Agriculture's hallmark, both before and after the two world wars, was the state-owned farm, the Staatsdomäne. By 1950, roughly 60 workers were still employed at this model operation, which was the model for many agricultural businesses, and whose way of working the local farmers adopted as their own. Seed breeding, swine and cattle raising, dairy farming and a distillery showed how multifaceted the Schlossgut, as it was popularly known locally, was.

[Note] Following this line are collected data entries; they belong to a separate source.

//! Request identity on the inbound edge.
//!
//! # Responsibilities
//! - Assign or propagate the request id and echo it on the response
//! - Resolve the request locale
//! - Open a cancellable scope per request
//! - Build a `RequestContext` for handlers
//!
//! # Design Decisions
//! - Request ID added as early as possible for tracing
//! - An empty inbound id counts as absent
//! - The request scope is cancelled when the request finishes or is dropped

use std::convert::Infallible;
use std::sync::Arc;

use axum::extract::{FromRequestParts, Request, State};
use axum::http::header::{ACCEPT_LANGUAGE, AUTHORIZATION};
use axum::http::request::Parts;
use axum::http::{HeaderMap, HeaderValue, Uri};
use axum::middleware::Next;
use axum::response::Response;

use crate::context::{new_id, RequestContext, ScopedRequestId, WorkScope};
use crate::error::TaxonomyError;

/// Request id header, set on outbound calls and echoed on inbound responses.
pub const X_REQUEST_ID: &str = "x-request-id";

/// Calling client header.
pub const X_CLIENT_ID: &str = "x-clientid";

const BEARER_PREFIX: &str = "Bearer ";

/// Request id assigned to an inbound request.
#[derive(Debug, Clone, PartialEq, Eq)]
pub struct RequestId(pub String);

/// Locale resolved for an inbound request.
#[derive(Debug, Clone, PartialEq, Eq)]
pub struct Locale(pub String);

/// Locale used when the caller sends none.
#[derive(Debug, Clone)]
pub struct DefaultLocale(Arc<str>);

impl DefaultLocale {
    pub fn new(locale: &str) -> Self {
        Self(Arc::from(locale))
    }
}

/// Access to the identity attached by the middleware chain.
pub trait RequestIdExt {
    /// Request id, once assigned.
    fn request_id(&self) -> Option<&str>;

    /// Locale, once resolved.
    fn locale(&self) -> Option<&str>;
}

impl<B> RequestIdExt for axum::http::Request<B> {
    fn request_id(&self) -> Option<&str> {
        self.extensions().get::<RequestId>().map(|id| id.0.as_str())
    }

    fn locale(&self) -> Option<&str> {
        self.extensions().get::<Locale>().map(|l| l.0.as_str())
    }
}

impl RequestIdExt for Parts {
    fn request_id(&self) -> Option<&str> {
        self.extensions.get::<RequestId>().map(|id| id.0.as_str())
    }

    fn locale(&self) -> Option<&str> {
        self.extensions.get::<Locale>().map(|l| l.0.as_str())
    }
}

fn header_str<'a>(headers: &'a HeaderMap, name: impl axum::http::header::AsHeaderName) -> Option<&'a str> {
    headers
        .get(name)
        .and_then(|v| v.to_str().ok())
        .filter(|v| !v.is_empty())
}

/// Reuse the inbound request id or mint one; echo it on the response.
pub async fn assign_request_id(mut request: Request, next: Next) -> Response {
    let request_id = header_str(request.headers(), X_REQUEST_ID)
        .map(String::from)
        .unwrap_or_else(new_id);

    let scope = WorkScope::root().with_value(ScopedRequestId(request_id.clone()));
    let guard = scope.clone().cancel_on_drop();
    request.extensions_mut().insert(RequestId(request_id.clone()));
    request.extensions_mut().insert(scope);

    let mut response = next.run(request).await;
    drop(guard);

    if let Ok(value) = HeaderValue::from_str(&request_id) {
        response.headers_mut().insert(X_REQUEST_ID, value);
    }
    response
}

/// Take the locale from Accept-Language, falling back to the configured default.
pub async fn extract_locale(
    State(default): State<DefaultLocale>,
    mut request: Request,
    next: Next,
) -> Response {
    let locale = header_str(request.headers(), ACCEPT_LANGUAGE)
        .map(String::from)
        .unwrap_or_else(|| default.0.to_string());

    request.extensions_mut().insert(Locale(locale));
    next.run(request).await
}

impl<S> FromRequestParts<S> for RequestContext
where
    S: Send + Sync,
{
    type Rejection = Infallible;

    async fn from_request_parts(parts: &mut Parts, _state: &S) -> Result<Self, Self::Rejection> {
        let scope = parts
            .extensions
            .get::<WorkScope>()
            .cloned()
            .unwrap_or_default();
        let request_id = parts.request_id().unwrap_or_default().to_string();
        let locale = parts.locale().unwrap_or_default().to_string();
        let client_id = header_str(&parts.headers, X_CLIENT_ID).unwrap_or_default();
        let credential = header_str(&parts.headers, AUTHORIZATION)
            .and_then(|value| value.strip_prefix(BEARER_PREFIX))
            .map(String::from);

        Ok(RequestContext::new(
            &scope,
            request_id,
            client_id,
            locale,
            credential,
        ))
    }
}

/// Single query value for `key`, or BadRequest when absent.
pub fn query_value(uri: &Uri, key: &str) -> Result<String, TaxonomyError> {
    query_pairs(uri)
        .find(|(k, _)| k == key)
        .map(|(_, value)| value)
        .ok_or_else(|| missing_param(key))
}

/// Every query value for `key` (`?k=a&k=b`), or BadRequest when absent.
pub fn query_values(uri: &Uri, key: &str) -> Result<Vec<String>, TaxonomyError> {
    let values: Vec<String> = query_pairs(uri)
        .filter(|(k, _)| k == key)
        .map(|(_, value)| value)
        .collect();

    if values.is_empty() {
        return Err(missing_param(key));
    }
    Ok(values)
}

fn query_pairs(uri: &Uri) -> impl Iterator<Item = (String, String)> + '_ {
    url::form_urlencoded::parse(uri.query().unwrap_or_default().as_bytes())
        .map(|(k, v)| (k.into_owned(), v.into_owned()))
}

fn missing_param(key: &str) -> TaxonomyError {
    TaxonomyError::bad_request(format!("No value found for param: {}", key))
}

/// Log a message tagged with the request id.
pub fn trace(ctx: &RequestContext, message: &str) {
    tracing::info!(request_id = %ctx.id(), "{}", message);
}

Ten teams of horses and two of oxen performed a considerable part of the fieldwork. The workers’ hours were set at Mondays to Saturdays from 7:00 to 11:00 and from 13:00 to 19:00. One peculiarity even for that time was the way the workers met at the Catholic Church (Katzenpumpe) and then walked together to work. Skilled agricultural workers received not only their wages, but also, each year, a payment in kind, which was a whole range of farm goods such as 30 hundredweight of potatoes, five sacks of grain, two piglets, five hundredweight of straw, one are of clover and also a 40-German-mark bonus.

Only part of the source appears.